Прекрасный рассказик, который четко иллюстрирует мои отношения с СССР:
Мой монтажер Алик опаздывал уже на полчаса. Это черт–те что такое.
Но вот открылась дверь, и в комнату наконец вплыло его невозмутимое индейское лицо с длинными (по плечи) черными волосами. Алик с трудом переступив через себя — наскоро извинился и важно принялся включать комп. Вообще–то он не совсем Алик, его полное имя Аламурод. По национальности Алик таджик, но очень этого стесняется. Алик не любит москвичей, но еще больше ненавидит своих земляков — гастарбайтеров, потому что его с ними постоянно сравнивают. А ведь Алик – человек с высшим образованием работающий на телевидении, да и прическа индейская, не то что у этих… и к тому же он специально отрастил пару длиннющих ногтей, которыми при желании аппендицит можно вырезать и все это только для того, чтобы не ассоциироваться с тяжелым ручным трудом…

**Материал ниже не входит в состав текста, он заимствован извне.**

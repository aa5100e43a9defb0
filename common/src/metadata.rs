//! Static currency metadata: display symbols, the popular-currency list and
//! amount formatting.

use rust_decimal::prelude::FromPrimitive;
use rust_decimal::{Decimal, RoundingStrategy};
use serde::Serialize;

use crate::currency::Currency;

/// Display metadata for a currency.
#[derive(Debug, Clone, Copy, PartialEq, Eq, Serialize)]
pub struct CurrencyInfo {
    /// ISO 4217 code.
    pub code: &'static str,
    /// English display name.
    pub name: &'static str,
    /// Display symbol.
    pub symbol: &'static str,
}

/// Currencies offered in currency pickers, in display order.
pub static POPULAR_CURRENCIES: [CurrencyInfo; 10] = [
    CurrencyInfo {
        code: "USD",
        name: "US Dollar",
        symbol: "$",
    },
    CurrencyInfo {
        code: "EUR",
        name: "Euro",
        symbol: "€",
    },
    CurrencyInfo {
        code: "GBP",
        name: "British Pound",
        symbol: "£",
    },
    CurrencyInfo {
        code: "CAD",
        name: "Canadian Dollar",
        symbol: "CA$",
    },
    CurrencyInfo {
        code: "AUD",
        name: "Australian Dollar",
        symbol: "A$",
    },
    CurrencyInfo {
        code: "JPY",
        name: "Japanese Yen",
        symbol: "¥",
    },
    CurrencyInfo {
        code: "CHF",
        name: "Swiss Franc",
        symbol: "CHF",
    },
    CurrencyInfo {
        code: "INR",
        name: "Indian Rupee",
        symbol: "₹",
    },
    CurrencyInfo {
        code: "CNY",
        name: "Chinese Yuan",
        symbol: "¥",
    },
    CurrencyInfo {
        code: "BRL",
        name: "Brazilian Real",
        symbol: "R$",
    },
];

/// Decimal places used when rendering amounts for display.
pub const DISPLAY_DECIMAL_PLACES: u32 = 2;

/// Get the popular-currency list.
pub fn popular_currencies() -> &'static [CurrencyInfo] {
    &POPULAR_CURRENCIES
}

/// Look up metadata for a currency, if it is one of the popular ones.
pub fn currency_info(currency: &Currency) -> Option<&'static CurrencyInfo> {
    POPULAR_CURRENCIES.iter().find(|info| info.code == currency.code())
}

/// Display symbol for a currency. Unknown currencies use their code.
pub fn symbol_for(currency: &Currency) -> &str {
    match currency_info(currency) {
        Some(info) => info.symbol,
        None => currency.code(),
    }
}

/// Format an amount with its currency symbol, en-US digit grouping and
/// exactly two decimal places, e.g. `€1,234.50`.
pub fn format_amount(amount: f64, currency: &Currency) -> String {
    let symbol = symbol_for(currency);

    let Some(value) = Decimal::from_f64(amount) else {
        // NaN, infinities and values outside Decimal's range
        return format!("{}{}", symbol, amount);
    };

    let mut rounded = value
        .round_dp_with_strategy(DISPLAY_DECIMAL_PLACES, RoundingStrategy::MidpointAwayFromZero);
    rounded.rescale(DISPLAY_DECIMAL_PLACES);

    let sign = if rounded.is_sign_negative() && !rounded.is_zero() {
        "-"
    } else {
        ""
    };
    let digits = rounded.abs().to_string();
    let (whole, fraction) = digits.split_once('.').unwrap_or((digits.as_str(), "00"));

    format!("{}{}{}.{}", sign, symbol, group_thousands(whole), fraction)
}

fn group_thousands(whole: &str) -> String {
    let mut grouped = String::with_capacity(whole.len() + whole.len() / 3);
    for (i, ch) in whole.chars().enumerate() {
        if i > 0 && (whole.len() - i) % 3 == 0 {
            grouped.push(',');
        }
        grouped.push(ch);
    }
    grouped
}

#[cfg(test)]
mod tests {
    use super::*;

    #[test]
    fn test_popular_currencies() {
        let codes: Vec<&str> = popular_currencies().iter().map(|c| c.code).collect();
        assert_eq!(codes.len(), 10);
        assert_eq!(codes[0], "USD");
        assert!(codes.contains(&"BRL"));
    }

    #[test]
    fn test_symbol_lookup() {
        assert_eq!(symbol_for(&Currency::usd()), "$");
        assert_eq!(symbol_for(&Currency::new("cad")), "CA$");
        assert_eq!(symbol_for(&Currency::new("SEK")), "SEK");
    }

    #[test]
    fn test_format_amount() {
        assert_eq!(format_amount(1234.5, &Currency::eur()), "€1,234.50");
        assert_eq!(format_amount(1_000_000.0, &Currency::usd()), "$1,000,000.00");
        assert_eq!(format_amount(999.0, &Currency::gbp()), "£999.00");
        assert_eq!(format_amount(0.0, &Currency::jpy()), "¥0.00");
        assert_eq!(format_amount(42.0, &Currency::new("SEK")), "SEK42.00");
    }

    #[test]
    fn test_format_amount_rounds_half_away_from_zero() {
        assert_eq!(format_amount(0.125, &Currency::usd()), "$0.13");
        assert_eq!(format_amount(-0.125, &Currency::usd()), "-$0.13");
        assert_eq!(format_amount(-0.001, &Currency::usd()), "$0.00");
    }

    #[test]
    fn test_format_non_finite() {
        assert_eq!(format_amount(f64::NAN, &Currency::usd()), "$NaN");
    }

    #[test]
    fn test_group_thousands() {
        assert_eq!(group_thousands("1"), "1");
        assert_eq!(group_thousands("123"), "123");
        assert_eq!(group_thousands("1234"), "1,234");
        assert_eq!(group_thousands("123456"), "123,456");
        assert_eq!(group_thousands("1234567"), "1,234,567");
    }
}
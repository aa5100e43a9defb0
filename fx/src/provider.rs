//! Rate provider trait and implementations.

use std::collections::HashMap;
use std::time::Duration;

use async_trait::async_trait;
use reqwest::Client;
use salaryfx_common::{constants, Currency};
use serde::Deserialize;
use tracing::{debug, instrument};

use crate::error::ProviderError;
use crate::table::RateTable;

/// Source of exchange-rate tables.
#[async_trait]
pub trait RateProvider: Send + Sync {
    /// Get the provider name.
    fn name(&self) -> &str;

    /// Fetch the full rate table for `base`. Called once per cache miss;
    /// implementations do not retry.
    async fn fetch(&self, base: &Currency) -> Result<RateTable, ProviderError>;
}

/// Default rate endpoint, keyed by base currency.
pub const DEFAULT_RATES_URL: &str = "https://api.exchangerate-api.com/v4/latest";

/// Configuration for [`HttpRateProvider`].
#[derive(Debug, Clone)]
pub struct HttpProviderConfig {
    /// Endpoint prefix; the base currency code is appended as a path segment.
    pub base_url: String,
    /// Per-request timeout.
    pub timeout: Duration,
}

impl Default for HttpProviderConfig {
    fn default() -> Self {
        Self {
            base_url: DEFAULT_RATES_URL.to_string(),
            timeout: constants::DEFAULT_HTTP_TIMEOUT,
        }
    }
}

impl HttpProviderConfig {
    /// Validate configuration.
    pub fn validate(&self) -> Result<(), String> {
        if !(self.base_url.starts_with("http://") || self.base_url.starts_with("https://")) {
            return Err(format!("Rates URL must be http(s): {}", self.base_url));
        }

        if self.timeout.is_zero() {
            return Err("HTTP timeout cannot be zero".to_string());
        }

        Ok(())
    }
}

/// Wire shape of the `{ base, date, rates }` response.
#[derive(Debug, Deserialize)]
struct RatesResponse {
    base: String,
    #[serde(default)]
    date: String,
    rates: HashMap<String, f64>,
}

/// Fetches rate tables over HTTP from an exchangerate-api style endpoint.
#[derive(Debug, Clone)]
pub struct HttpRateProvider {
    client: Client,
    config: HttpProviderConfig,
}

impl HttpRateProvider {
    /// Create a provider with its own HTTP client.
    pub fn new(config: HttpProviderConfig) -> Result<Self, ProviderError> {
        let client = Client::builder().timeout(config.timeout).build()?;
        Ok(Self { client, config })
    }

    /// Create a provider around an existing HTTP client.
    pub fn with_client(client: Client, config: HttpProviderConfig) -> Self {
        Self { client, config }
    }

    fn url_for(&self, base: &Currency) -> String {
        format!("{}/{}", self.config.base_url.trim_end_matches('/'), base.code())
    }
}

#[async_trait]
impl RateProvider for HttpRateProvider {
    fn name(&self) -> &str {
        "HTTP"
    }

    #[instrument(skip(self), fields(base = %base))]
    async fn fetch(&self, base: &Currency) -> Result<RateTable, ProviderError> {
        let url = self.url_for(base);
        let response = self.client.get(&url).send().await?;

        let status = response.status();
        if !status.is_success() {
            return Err(ProviderError::Status {
                status: status.as_u16(),
                url,
            });
        }

        let body = response.text().await?;
        let table = parse_rates_response(base, &body)?;

        debug!(currencies = table.len(), date = %table.source_date, "Fetched rate table");
        Ok(table)
    }
}

/// Decode a `{ base, date, rates }` body into a table for `requested`.
pub fn parse_rates_response(requested: &Currency, body: &str) -> Result<RateTable, ProviderError> {
    let response: RatesResponse = serde_json::from_str(body)?;

    let returned = Currency::new(response.base);
    if &returned != requested {
        return Err(ProviderError::BaseMismatch {
            requested: requested.clone(),
            returned,
        });
    }

    RateTable::new(
        returned,
        response
            .rates
            .into_iter()
            .map(|(code, rate)| (Currency::new(code), rate)),
        response.date,
    )
}

/// Mock rate provider for testing.
#[cfg(any(test, feature = "test-utils"))]
pub struct MockRateProvider {
    name: String,
    tables: dashmap::DashMap<Currency, (Vec<(Currency, f64)>, String)>,
    fetches: dashmap::DashMap<Currency, usize>,
    failing: std::sync::atomic::AtomicBool,
    delay: parking_lot::Mutex<Option<Duration>>,
}

#[cfg(any(test, feature = "test-utils"))]
impl MockRateProvider {
    /// Create a new mock provider.
    pub fn new(name: impl Into<String>) -> Self {
        Self {
            name: name.into(),
            tables: dashmap::DashMap::new(),
            fetches: dashmap::DashMap::new(),
            failing: std::sync::atomic::AtomicBool::new(false),
            delay: parking_lot::Mutex::new(None),
        }
    }

    /// Set the rates served for a base currency.
    pub fn set_rates(&self, base: &str, rates: &[(&str, f64)], date: &str) {
        let rates = rates
            .iter()
            .map(|(code, rate)| (Currency::new(*code), *rate))
            .collect();
        self.tables
            .insert(Currency::new(base), (rates, date.to_string()));
    }

    /// Make every subsequent fetch fail (or succeed again).
    pub fn set_failing(&self, failing: bool) {
        self.failing
            .store(failing, std::sync::atomic::Ordering::SeqCst);
    }

    /// Delay every fetch, to widen race windows in concurrency tests.
    pub fn set_delay(&self, delay: Duration) {
        *self.delay.lock() = Some(delay);
    }

    /// Total fetches issued for a base currency.
    pub fn fetch_count(&self, base: &str) -> usize {
        self.fetches
            .get(&Currency::new(base))
            .map(|count| *count)
            .unwrap_or(0)
    }

    /// Total fetches issued across all base currencies.
    pub fn total_fetches(&self) -> usize {
        self.fetches.iter().map(|entry| *entry.value()).sum()
    }
}

#[cfg(any(test, feature = "test-utils"))]
#[async_trait]
impl RateProvider for MockRateProvider {
    fn name(&self) -> &str {
        &self.name
    }

    async fn fetch(&self, base: &Currency) -> Result<RateTable, ProviderError> {
        *self.fetches.entry(base.clone()).or_insert(0) += 1;

        let delay = *self.delay.lock();
        if let Some(delay) = delay {
            tokio::time::sleep(delay).await;
        }

        if self.failing.load(std::sync::atomic::Ordering::SeqCst) {
            return Err(ProviderError::Unavailable(format!(
                "{} is offline",
                self.name
            )));
        }

        let (rates, date) = self
            .tables
            .get(base)
            .map(|entry| entry.value().clone())
            .ok_or_else(|| ProviderError::Unavailable(format!("no rates for {}", base)))?;

        RateTable::new(base.clone(), rates, date)
    }
}

#[cfg(test)]
mod tests {
    use super::*;

    #[test]
    fn test_parse_rates_response() {
        let body = r#"{
            "provider": "https://www.exchangerate-api.com",
            "base": "USD",
            "date": "2024-01-15",
            "time_last_updated": 1705276801,
            "rates": { "USD": 1, "EUR": 0.913, "GBP": 0.786, "JPY": 146.2 }
        }"#;

        let table = parse_rates_response(&Currency::usd(), body).unwrap();

        assert_eq!(table.base, Currency::usd());
        assert_eq!(table.source_date, "2024-01-15");
        assert_eq!(table.rate(&Currency::eur()), Some(0.913));
        assert_eq!(table.rate(&Currency::jpy()), Some(146.2));
        assert_eq!(table.len(), 4);
    }

    #[test]
    fn test_parse_rejects_base_mismatch() {
        let body = r#"{ "base": "EUR", "date": "2024-01-15", "rates": { "USD": 1.09 } }"#;

        let result = parse_rates_response(&Currency::usd(), body);

        assert!(matches!(result, Err(ProviderError::BaseMismatch { .. })));
    }

    #[test]
    fn test_parse_rejects_malformed_body() {
        let result = parse_rates_response(&Currency::usd(), "<html>502 Bad Gateway</html>");
        assert!(matches!(result, Err(ProviderError::Decode(_))));

        let result = parse_rates_response(&Currency::usd(), r#"{ "base": "USD", "rates": {} }"#);
        assert!(matches!(result, Err(ProviderError::EmptyTable(_))));
    }

    #[test]
    fn test_http_config_validation() {
        assert!(HttpProviderConfig::default().validate().is_ok());

        let config = HttpProviderConfig {
            base_url: "ftp://rates.example".to_string(),
            ..Default::default()
        };
        assert!(config.validate().is_err());

        let config = HttpProviderConfig {
            timeout: Duration::ZERO,
            ..Default::default()
        };
        assert!(config.validate().is_err());
    }

    #[test]
    fn test_url_for_base() {
        let provider = HttpRateProvider::with_client(
            Client::new(),
            HttpProviderConfig {
                base_url: "https://rates.example/v4/latest/".to_string(),
                ..Default::default()
            },
        );

        assert_eq!(
            provider.url_for(&Currency::eur()),
            "https://rates.example/v4/latest/EUR"
        );
    }

    #[tokio::test]
    async fn test_mock_provider() {
        let provider = MockRateProvider::new("test");
        provider.set_rates("USD", &[("EUR", 0.9)], "2024-01-15");

        let table = provider.fetch(&Currency::usd()).await.unwrap();
        assert_eq!(table.rate(&Currency::eur()), Some(0.9));
        assert_eq!(provider.fetch_count("USD"), 1);

        provider.set_failing(true);
        assert!(provider.fetch(&Currency::usd()).await.is_err());
        assert!(provider.fetch(&Currency::gbp()).await.is_err());
        assert_eq!(provider.total_fetches(), 3);
    }
}
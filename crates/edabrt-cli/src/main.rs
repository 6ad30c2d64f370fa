//! edabrt command-line interface.
//!
//! Print the first and second order x-a plane aberrations of an
//! electrostatic deflector:
//! ```sh
//! edabrt 1.0 30.0 1.5 0.5   # r ang n1 n2
//! edabrt                    # prompt for each parameter
//! ```

mod config;
mod runner;

use std::io::{self, Write};

use clap::{CommandFactory, Parser};

const PARAMETER_HELP: &str = "\
Run without arguments to be prompted for each deflector parameter.

Arguments:
    r       Reference orbit radius in meters
    ang     Central angle spanning the deflector in degrees
    n1      First order electrostatic field inhomogeneity coefficient
    n2      Second order electrostatic field inhomogeneity coefficient";

#[derive(Parser)]
#[command(name = "edabrt")]
#[command(about = "Electrostatic Deflector Aberrations")]
#[command(
    long_about = "Computes the first and second order aberrations of an electrostatic \
                  deflector in the horizontal x-a plane using exact analytic formulas."
)]
#[command(after_help = PARAMETER_HELP)]
#[command(version)]
struct Cli {
    /// Deflector parameters in the order: r ang n1 n2.
    #[arg(value_name = "VALUE", allow_negative_numbers = true)]
    values: Vec<String>,
}

fn main() -> anyhow::Result<()> {
    env_logger::init();

    let stdout = io::stdout();
    let mut out = stdout.lock();
    runner::write_banner(&mut out)?;

    if std::env::args().nth(1).as_deref() == Some("/h") {
        out.flush()?;
        Cli::command().print_long_help()?;
        return Ok(());
    }
    let cli = Cli::parse();

    writeln!(out)?;
    let params = if cli.values.is_empty() {
        log::debug!("No arguments supplied, entering interactive mode");
        let stdin = io::stdin();
        config::prompt_parameters(&mut stdin.lock(), &mut out)
    } else {
        config::from_arguments(&cli.values).and_then(|params| {
            runner::write_parameters(&mut out, &params)?;
            Ok(params)
        })
    }
    .map_err(|e| anyhow::anyhow!("edabrt: {}\nTry 'edabrt --help' for more information.", e))?;

    runner::write_report(&mut out, &params)?;
    Ok(())
}

#[cfg(test)]
mod tests {
    use super::*;

    #[test]
    fn test_cli_accepts_negative_values() {
        let cli = Cli::try_parse_from(["edabrt", "1.0", "30", "-1.5", "-0.5"]).unwrap();
        assert_eq!(cli.values, vec!["1.0", "30", "-1.5", "-0.5"]);
    }

    #[test]
    fn test_cli_without_values() {
        let cli = Cli::try_parse_from(["edabrt"]).unwrap();
        assert!(cli.values.is_empty());
    }

    #[test]
    fn test_cli_help_flags() {
        for flag in ["-h", "--help"] {
            let err = Cli::try_parse_from(["edabrt", flag]).err().unwrap();
            assert_eq!(err.kind(), clap::error::ErrorKind::DisplayHelp);
        }
    }

    #[test]
    fn test_cli_definition() {
        Cli::command().debug_assert();
    }
}
//! Coefficients for `n1 = 3`, where the linear restoring force vanishes
//! and every coefficient is a polynomial in the arc length.

use super::Deflector;
use crate::types::{Row, Term};

pub(super) fn coefficient(d: &Deflector, row: Row, term: Term) -> f64 {
    let h = d.h;
    let s = d.s;
    let n2 = d.params.n2();

    match (row, term) {
        (Row::X, Term::X) => 1.0,
        (Row::X, Term::A) => s,
        (Row::X, Term::XX) => h * h * h * (6.0 + n2) * s * s,
        (Row::X, Term::XA) => 2.0 * h * s + h * h * h * (6.0 + n2) * s * s * s / 3.0,
        (Row::X, Term::AA) => h * s * s * (6.0 + h * h * (6.0 + n2) * s * s) / 6.0,
        (Row::A, Term::X) => 0.0,
        (Row::A, Term::A) => 1.0,
        (Row::A, Term::XX) => 2.0 * h * h * h * (6.0 + n2) * s,
        (Row::A, Term::XA) => h * h * h * (6.0 + n2) * s * s,
        (Row::A, Term::AA) => 2.0 * h * s * (h * h * (6.0 + n2) * s * s - 3.0) / 3.0,
    }
}

#[cfg(test)]
mod tests {
    use crate::aberration::Deflector;
    use crate::types::{DeflectorParameters, Row, Term};
    use approx::assert_relative_eq;

    #[test]
    fn test_polynomial_values() {
        // r = 1, s = 2 rad of orbit, n2 = 0
        let p = DeflectorParameters::new(1.0, 2.0 * 180.0 / std::f64::consts::PI, 3.0, 0.0).unwrap();
        let d = Deflector::new(p);
        let s = d.arc_length();
        assert_relative_eq!(s, 2.0, epsilon = 1e-14);
        assert_relative_eq!(d.coefficient(Row::X, Term::XX), 6.0 * s * s, epsilon = 1e-12);
        assert_relative_eq!(d.coefficient(Row::X, Term::XA), 2.0 * s + 2.0 * s.powi(3), epsilon = 1e-12);
        assert_relative_eq!(d.coefficient(Row::X, Term::AA), s * s * (6.0 + 6.0 * s * s) / 6.0, epsilon = 1e-12);
        assert_relative_eq!(d.coefficient(Row::A, Term::XX), 12.0 * s, epsilon = 1e-12);
        assert_relative_eq!(d.coefficient(Row::A, Term::XA), 6.0 * s * s, epsilon = 1e-12);
        assert_relative_eq!(d.coefficient(Row::A, Term::AA), 2.0 * s * (6.0 * s * s - 3.0) / 3.0, epsilon = 1e-12);
    }

    #[test]
    fn test_second_order_vanishes_for_n2_minus_six() {
        let p = DeflectorParameters::new(0.8, 50.0, 3.0, -6.0).unwrap();
        let d = Deflector::new(p);
        assert_eq!(d.coefficient(Row::X, Term::XX), 0.0);
        assert_eq!(d.coefficient(Row::A, Term::XX), 0.0);
        assert_eq!(d.coefficient(Row::A, Term::XA), 0.0);
        assert_eq!(d.coefficient(Row::A, Term::X), 0.0);
    }
}
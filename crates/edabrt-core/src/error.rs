//! Errors raised while validating deflector parameters.

use thiserror::Error;

/// Errors from constructing [`DeflectorParameters`](crate::types::DeflectorParameters).
#[derive(Debug, Clone, PartialEq, Error)]
pub enum ParameterError {
    #[error("Reference radius must be positive, got {0}")]
    NonPositiveRadius(f64),

    #[error("Parameter '{name}' must be a finite number, got {value}")]
    NonFinite { name: &'static str, value: f64 },
}
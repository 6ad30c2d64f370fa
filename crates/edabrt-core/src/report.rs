//! Enumeration of non-zero aberrations and their text rendering.
//!
//! A [`Report`] walks every monomial of order one up to the maximum order,
//! keeps the non-zero coefficients as numbered [`ReportRow`]s and renders
//! them as a fixed-layout table:
//!
//! ```text
//! (x|...)
//!      I  COEFFICIENT           ORDER EXPONENTS
//!      1  8.660254037844387e-01   1   1 0
//!      ...
//!      --------------------------------------
//! ```

use std::fmt;

use log::debug;

use crate::aberration::{AberrationModel, Deflector};
use crate::monomial::{Monomials, MAX_ORDER, VARIABLES};
use crate::types::{DeflectorParameters, Row};

const INDENT: &str = "     ";
const COLUMN_HEADER: &str = "I  COEFFICIENT           ORDER EXPONENTS";
const ALL_ZERO: &str = "ALL COMPONENTS ZERO";
const SEPARATOR: &str = "--------------------------------------";

/// One non-zero coefficient in a report.
#[derive(Debug, Clone, PartialEq)]
pub struct ReportRow {
    /// 1-based position among the non-zero coefficients of the report.
    pub index: usize,
    pub coefficient: f64,
    pub order: usize,
    pub exponents: Vec<usize>,
}

impl fmt::Display for ReportRow {
    fn fmt(&self, f: &mut fmt::Formatter<'_>) -> fmt::Result {
        let exponents = self
            .exponents
            .iter()
            .map(|e| e.to_string())
            .collect::<Vec<_>>()
            .join(" ");
        write!(
            f,
            "{}{} {}   {}   {}",
            INDENT,
            self.index,
            format_scientific(self.coefficient),
            self.order,
            exponents
        )
    }
}

/// Non-zero aberrations of one output coordinate.
#[derive(Debug, Clone, PartialEq)]
pub struct Report {
    pub row: Row,
    pub rows: Vec<ReportRow>,
}

impl Report {
    /// Enumerate the x-a plane up to second order.
    pub fn build<M: AberrationModel + ?Sized>(model: &M, row: Row) -> Self {
        Self::build_with(model, row, VARIABLES, MAX_ORDER)
    }

    /// Enumerate every monomial of `variables` exponents with order
    /// `1..=max_order`, lowest order first.
    pub fn build_with<M: AberrationModel + ?Sized>(
        model: &M,
        row: Row,
        variables: usize,
        max_order: usize,
    ) -> Self {
        let mut rows = Vec::new();
        for order in 1..=max_order {
            for exponents in Monomials::new(variables, order) {
                let coefficient = model.coefficient_for(row, &exponents);
                if coefficient != 0.0 {
                    rows.push(ReportRow {
                        index: rows.len() + 1,
                        coefficient,
                        order,
                        exponents,
                    });
                }
            }
        }
        debug!("{}: {} non-zero coefficients up to order {}", row, rows.len(), max_order);
        Self { row, rows }
    }

    pub fn is_all_zero(&self) -> bool {
        self.rows.is_empty()
    }
}

impl fmt::Display for Report {
    fn fmt(&self, f: &mut fmt::Formatter<'_>) -> fmt::Result {
        writeln!(f, "{}", self.row)?;
        if self.rows.is_empty() {
            writeln!(f, "{}{}", INDENT, ALL_ZERO)?;
        } else {
            writeln!(f, "{}{}", INDENT, COLUMN_HEADER)?;
            for row in &self.rows {
                writeln!(f, "{}", row)?;
            }
        }
        writeln!(f, "{}{}", INDENT, SEPARATOR)
    }
}

/// Render the full x-a plane aberration listing for a deflector.
pub fn render_aberrations(params: &DeflectorParameters) -> String {
    let deflector = Deflector::new(*params);
    let mut out = String::from("First and second order aberrations in the x-a plane:\n\n");
    for row in Row::ALL {
        out.push_str(&Report::build(&deflector, row).to_string());
    }
    out
}

/// Format a value in scientific notation with 15 fractional digits, a
/// sign column (blank for non-negative values) and an exponent of at least
/// two digits, e.g. ` 1.000000000000000e+00`.
pub fn format_scientific(value: f64) -> String {
    if !value.is_finite() {
        let text = if value.is_nan() {
            " nan"
        } else if value > 0.0 {
            " inf"
        } else {
            "-inf"
        };
        return format!("{:>16}", text);
    }

    let formatted = format!("{:.15e}", value);
    let Some((mantissa, exponent)) = formatted.split_once('e') else {
        return formatted;
    };
    let exponent: i32 = exponent.parse().unwrap_or(0);
    let sign = if mantissa.starts_with('-') { "" } else { " " };
    let exponent_sign = if exponent < 0 { '-' } else { '+' };
    format!("{}{}e{}{:02}", sign, mantissa, exponent_sign, exponent.abs())
}
//! # edabrt Core
//!
//! Exact analytic first and second order aberrations of an electrostatic
//! deflector in the horizontal x-a plane.
//!
//! ## Architecture
//!
//! A [`aberration::Deflector`] is built from validated
//! [`types::DeflectorParameters`] and selects one of three analytic
//! [`aberration::Regime`]s from the first order inhomogeneity coefficient.
//! The [`report`] module walks every monomial of order one and two (see
//! [`monomial::Monomials`]) against any [`aberration::AberrationModel`] and
//! renders the non-zero coefficients as a text table.
//!
//! ## Modules
//!
//! - [`types`] — Deflector parameters, output rows and monomial terms.
//! - [`error`] — Parameter validation errors.
//! - [`aberration`] — Regime dispatch and the closed-form coefficients.
//! - [`monomial`] — Exponent tuple generator.
//! - [`report`] — Enumeration and text rendering.
//!
//! ## Reference
//! E. Valetov and M. Berz, *Derivation of Analytic Formulas for
//! Electrostatic Deflector Aberrations, and Comparison with the Code COSY
//! INFINITY*, MSUHEP-180212, Michigan State University (2018).

pub mod aberration;
pub mod error;
pub mod monomial;
pub mod report;
pub mod types;

pub use aberration::{evaluate, AberrationModel, Deflector, Regime};
pub use error::ParameterError;
pub use report::{render_aberrations, Report, ReportRow};
pub use types::{DeflectorParameters, Row, Term};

Вообще Алик не любит никого кроме анаши, насвая и Советского Союза.
Че, спрашиваю, опоздал?
— Да эта гребанная доставка не дождалась, пока я выскочу из ванны и ушла. Пришлось через весь город тащиться на почту, чтобы забрать свои паршивые кроссовки. Бардак!
Алик разодрал посылку с мятыми заморскими газетами, извлек новенькие, приятно пахнущие кожей кроссы, и с недовольным лицом приготовился к работе.
Я оценил и сказал:
— Вот времена наступили — крутейшие кроссовки можно запросто выписать из самой Америки и называть их паршивыми, только за то что их не принесли прямо домой… Я вот сейчас вспомнил, как почти тридцать лет назад во Львове, во времена горячо–любимого тобой СССР–а, стоял в универмаге уткнувшись лицом в глухую бежевую стену. Рядом не обращая на меня внимания сновали толпы счастливых советских людей, а я все стоял мордой в бежевую стенку. Через некоторое время, ко мне присоединились несколько человек из посвященных. Один из них сказал:
— Парень, ну ты так явно в стену не упирайся, а то люди заметят и нас тут всех сметут. Делай вид, что ты просто кого–то ждешь, расслабься, мы и так поняли, что ты первый.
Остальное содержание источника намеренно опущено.